Bissinger’s recollection of memoirs is highly evocative, as well as a cautionary documentary of the intolerant attitudes within secluded communities, exposing a critical envisagement of the limiting scope from obsolete American dreams reliant on a rotary system of injured drop-outs and failed star players – [In Odessa] “they only have two things: football and oil, and there ain’t no more oil.”

Kyle Chandler as Eric Taylor reflects on our collective yearning for fair play and honor, asserting his moral superiority in an unequivocally earnest fashion and creating a hearty image of genuine masculinity. A startling progression (if logical) by a prodigious performer who previously had played a baseball hero in Homefront TV show (1991–1993), Kyle Chandler won an Emmy in 2011 for one of the most honest on-screen portrayals: a stern Coach whose system of values brings our impulses of nobility to light.
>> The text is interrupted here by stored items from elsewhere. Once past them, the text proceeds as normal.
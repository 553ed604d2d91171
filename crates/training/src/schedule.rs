//! Step learning-rate decay and the loss-plateau stopping rule.

/// Early stopping is only considered once the epoch index exceeds this value.
pub const EARLY_STOP_AFTER_EPOCH: usize = 10;
/// Number of trailing losses inspected by the stopping rule.
pub const PLATEAU_WINDOW: usize = 5;

/// `lr(epoch) = initial * 0.1^(epoch / pace)`.
#[derive(Debug, Clone, Copy, PartialEq)]
pub struct StepDecay {
    pub initial_lr: f64,
    /// Epochs per factor-of-ten decay. Zero disables decay.
    pub pace: usize,
}

impl StepDecay {
    pub fn new(initial_lr: f64, pace: usize) -> Self {
        Self { initial_lr, pace }
    }

    pub fn lr(&self, epoch: usize) -> f64 {
        if self.pace == 0 {
            return self.initial_lr;
        }
        self.initial_lr * 0.1f64.powi((epoch / self.pace) as i32)
    }
}

/// True when the last `window` values never decrease from one epoch to the next.
pub fn plateaued(history: &[f64], window: usize) -> bool {
    if window < 2 || history.len() < window {
        return false;
    }
    history[history.len() - window..]
        .windows(2)
        .all(|pair| pair[1] >= pair[0])
}

/// Stop after epoch index `epoch` when either loss series has plateaued.
pub fn should_stop(epoch: usize, train_loss: &[f64], val_loss: &[f64]) -> bool {
    epoch > EARLY_STOP_AFTER_EPOCH
        && (plateaued(train_loss, PLATEAU_WINDOW) || plateaued(val_loss, PLATEAU_WINDOW))
}
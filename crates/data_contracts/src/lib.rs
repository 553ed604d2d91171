//! Shared data contracts for sample catalogs and dataset modes.

pub mod catalog;

pub use catalog::{read_catalog, CatalogError, CatalogRow, DatasetMode, OriginalDims};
On the contrary, in Dare Me, the men introduced in the story are mere pawns whose only function is to trigger female reactions or serve as a diffuse patriarchal background. Colette French represents the foreign taboo intruding on the cliqué of typically American ‘chiclet-toothed aloof goddesses’, using her sophisticated disingenuousness to seduce Addy and the rest of cheerleaders who fall prey inescapably to Colette’s Amazonian magnetism. It’s suggested throughout a string of personal incidents that the primal reference for a teenage girl is another woman whom the young admirer perceives as superior, so that indefinite attraction toward her heroine (whether platonic or sexual) will help shape up her ideals and provoke life-changing decisions: “Coach gave it all to us. We never had it before her. So can you blame me for wanting to keep it? To fight for it, to the end? She was the one who showed me all the dark wonders of the life I’d only seen flickering from the corner of my eye. Did I ever feel anything at all until she showed me what feeling meant?,” Addy anticipates in the beginning of the novel.

The way Abbott contrasts Beth’s resilient exhaustion against Coach French’s nascent madness is sheer mastery, highlighting a crisis of the feminine identity symbolized in the rupture from the toxic team-mates that were once proclaimed as role models. Dare Me signals the trappings of idol-worshipping, covering thorny issues like mental projection or addiction, and could stand for a sort of intellectual recension of Friday Night Lights. At one point, Natalie Portman was rumored to be in talks to play the icy Coach French, although a film version of Dare Me is still in the air and possibly another actress would be optioned for the lead character. Someone like Rooney Mara or Amy Adams would be perfect for such a demanding role.